**WHAT THIS TASK INVOLVES**: Below are entries; write every one of them out again exactly.

**SUPPLIED DATA**:

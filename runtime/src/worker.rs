//! Per worker execution state handed to every stage invocation.

use std::collections::HashMap;
use std::sync::Arc;

use rill_buffer::BufferProvider;
use rill_network::{ChannelRetryPolicy, NetworkChannel, NetworkError, NodeLocation, Partition};
use tracing::{debug, warn};

/// Thread local context of one worker (or one source thread). Holds the
/// worker's buffer pool and its lazily opened network channels, keyed by
/// partition.
pub struct WorkerContext {
    worker_id: usize,
    provider: Arc<dyn BufferProvider>,
    channels: HashMap<Partition, NetworkChannel>,
}

impl WorkerContext {
    pub(crate) fn new(worker_id: usize, provider: Arc<dyn BufferProvider>) -> Self {
        WorkerContext {
            worker_id,
            provider,
            channels: HashMap::new(),
        }
    }

    pub fn worker_id(&self) -> usize {
        self.worker_id
    }

    /// The pool stages draw output buffers from.
    pub fn buffer_provider(&self) -> &Arc<dyn BufferProvider> {
        &self.provider
    }

    /// The data channel of this worker towards `partition`, opened and
    /// registered on first use.
    pub fn network_channel(
        &mut self,
        remote: &NodeLocation,
        partition: Partition,
        policy: ChannelRetryPolicy,
    ) -> Result<&mut NetworkChannel, NetworkError> {
        if !self.channels.contains_key(&partition) {
            debug!(worker = self.worker_id, %partition, "opening worker channel");
            let channel = NetworkChannel::connect(remote, partition, policy)?;
            self.channels.insert(partition, channel);
        }
        Ok(self
            .channels
            .get_mut(&partition)
            .expect("channel inserted above"))
    }

    /// Close this worker's channel for `partition`, sending end of stream.
    pub fn close_network_channel(&mut self, partition: Partition) -> Result<(), NetworkError> {
        match self.channels.remove(&partition) {
            Some(channel) => channel.close(),
            None => Ok(()),
        }
    }

    /// Close every channel this worker opened for the given partitions.
    pub(crate) fn close_channels_for(&mut self, partitions: &[Partition]) {
        for partition in partitions {
            if let Err(err) = self.close_network_channel(*partition) {
                warn!(worker = self.worker_id, %partition, %err, "channel close failed");
            }
        }
    }
}
//! One node of the executable DAG.

use crate::stage::PipelineStage;

/// A stage plus its successor edges. Pipelines are addressed by their index
/// in the owning plan's pipeline table; dispatch is a table lookup, never a
/// symbol lookup.
pub struct Pipeline {
    id: usize,
    stage: Box<dyn PipelineStage>,
    successors: Vec<usize>,
}

impl Pipeline {
    pub(crate) fn new(id: usize, stage: Box<dyn PipelineStage>) -> Self {
        Pipeline {
            id,
            stage,
            successors: Vec::new(),
        }
    }

    pub fn id(&self) -> usize {
        self.id
    }

    pub fn stage(&self) -> &dyn PipelineStage {
        self.stage.as_ref()
    }

    pub fn successors(&self) -> &[usize] {
        &self.successors
    }

    pub(crate) fn add_successor(&mut self, to: usize) {
        self.successors.push(to);
    }
}
//! Scheduling units.

use std::sync::Arc;

use rill_buffer::TupleBuffer;

use crate::plan::ExecutableQueryPlan;

/// One buffer bound for one pipeline of one plan. FIFO per worker queue,
/// work stealing across workers, no priorities.
pub(crate) struct DataTask {
    pub plan: Arc<ExecutableQueryPlan>,
    pub pipeline: usize,
    pub buffer: TupleBuffer,
}

/// Control messages, dequeued preferentially over data tasks on every
/// worker loop iteration.
#[derive(Debug, Clone, Copy, PartialEq, Eq)]
pub enum Reconfiguration {
    /// Plan started; workers may warm per-plan state.
    Initialize,
    /// Sources asked to wind down; inflight data keeps draining.
    SoftEndOfStream,
    /// All sources done and no task inflight: flush the DAG in order.
    HardEndOfStream,
    /// Plan finished; workers drop their per-plan state such as network
    /// channels.
    Destroy,
}

#[derive(Clone)]
pub(crate) enum WorkerCommand {
    Reconfigure {
        plan: Arc<ExecutableQueryPlan>,
        kind: Reconfiguration,
    },
    Stop,
}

**SOLVED EXERCISE**:
filename runtime/src/worker.rs
//! Per worker execution state handed to every stage invocation.

use std::collections::HashMap;
use std::sync::Arc;

use rill_buffer::BufferProvider;
use rill_network::{ChannelRetryPolicy, NetworkChannel, NetworkError, NodeLocation, Partition};
use tracing::{debug, warn};

/// Thread local context of one worker (or one source thread). Holds the
/// worker's buffer pool and its lazily opened network channels, keyed by
/// partition.
pub struct WorkerContext {
    worker_id: usize,
    provider: Arc<dyn BufferProvider>,
    channels: HashMap<Partition, NetworkChannel>,
}

impl WorkerContext {
    pub(crate) fn new(worker_id: usize, provider: Arc<dyn BufferProvider>) -> Self {
        WorkerContext {
            worker_id,
            provider,
            channels: HashMap::new(),
        }
    }

    pub fn worker_id(&self) -> usize {
        self.worker_id
    }

    /// The pool stages draw output buffers from.
    pub fn buffer_provider(&self) -> &Arc<dyn BufferProvider> {
        &self.provider
    }

    /// The data channel of this worker towards `partition`, opened and
    /// registered on first use.
    pub fn network_channel(
        &mut self,
        remote: &NodeLocation,
        partition: Partition,
        policy: ChannelRetryPolicy,
    ) -> Result<&mut NetworkChannel, NetworkError> {
        if !self.channels.contains_key(&partition) {
            debug!(worker = self.worker_id, %partition, "opening worker channel");
            let channel = NetworkChannel::connect(remote, partition, policy)?;
            self.channels.insert(partition, channel);
        }
        Ok(self
            .channels
            .get_mut(&partition)
            .expect("channel inserted above"))
    }

    /// Close this worker's channel for `partition`, sending end of stream.
    pub fn close_network_channel(&mut self, partition: Partition) -> Result<(), NetworkError> {
        match self.channels.remove(&partition) {
            Some(channel) => channel.close(),
            None => Ok(()),
        }
    }

    /// Close every channel this worker opened for the given partitions.
    pub(crate) fn close_channels_for(&mut self, partitions: &[Partition]) {
        for partition in partitions {
            if let Err(err) = self.close_network_channel(*partition) {
                warn!(worker = self.worker_id, %partition, %err, "channel close failed");
            }
        }
    }
}
//! One node of the executable DAG.

use crate::stage::PipelineStage;

/// A stage plus its successor edges. Pipelines are addressed by their index
/// in the owning plan's pipeline table; dispatch is a table lookup, never a
/// symbol lookup.
pub struct Pipeline {
    id: usize,
    stage: Box<dyn PipelineStage>,
    successors: Vec<usize>,
}

impl Pipeline {
    pub(crate) fn new(id: usize, stage: Box<dyn PipelineStage>) -> Self {
        Pipeline {
            id,
            stage,
            successors: Vec::new(),
        }
    }

    pub fn id(&self) -> usize {
        self.id
    }

    pub fn stage(&self) -> &dyn PipelineStage {
        self.stage.as_ref()
    }

    pub fn successors(&self) -> &[usize] {
        &self.successors
    }

    pub(crate) fn add_successor(&mut self, to: usize) {
        self.successors.push(to);
    }
}
//! Scheduling units.

use std::sync::Arc;

use rill_buffer::TupleBuffer;

use crate::plan::ExecutableQueryPlan;

/// One buffer bound for one pipeline of one plan. FIFO per worker queue,
/// work stealing across workers, no priorities.
pub(crate) struct DataTask {
    pub plan: Arc<ExecutableQueryPlan>,
    pub pipeline: usize,
    pub buffer: TupleBuffer,
}

/// Control messages, dequeued preferentially over data tasks on every
/// worker loop iteration.
#[derive(Debug, Clone, Copy, PartialEq, Eq)]
pub enum Reconfiguration {
    /// Plan started; workers may warm per-plan state.
    Initialize,
    /// Sources asked to wind down; inflight data keeps draining.
    SoftEndOfStream,
    /// All sources done and no task inflight: flush the DAG in order.
    HardEndOfStream,
    /// Plan finished; workers drop their per-plan state such as network
    /// channels.
    Destroy,
}

#[derive(Clone)]
pub(crate) enum WorkerCommand {
    Reconfigure {
        plan: Arc<ExecutableQueryPlan>,
        kind: Reconfiguration,
    },
    Stop,
}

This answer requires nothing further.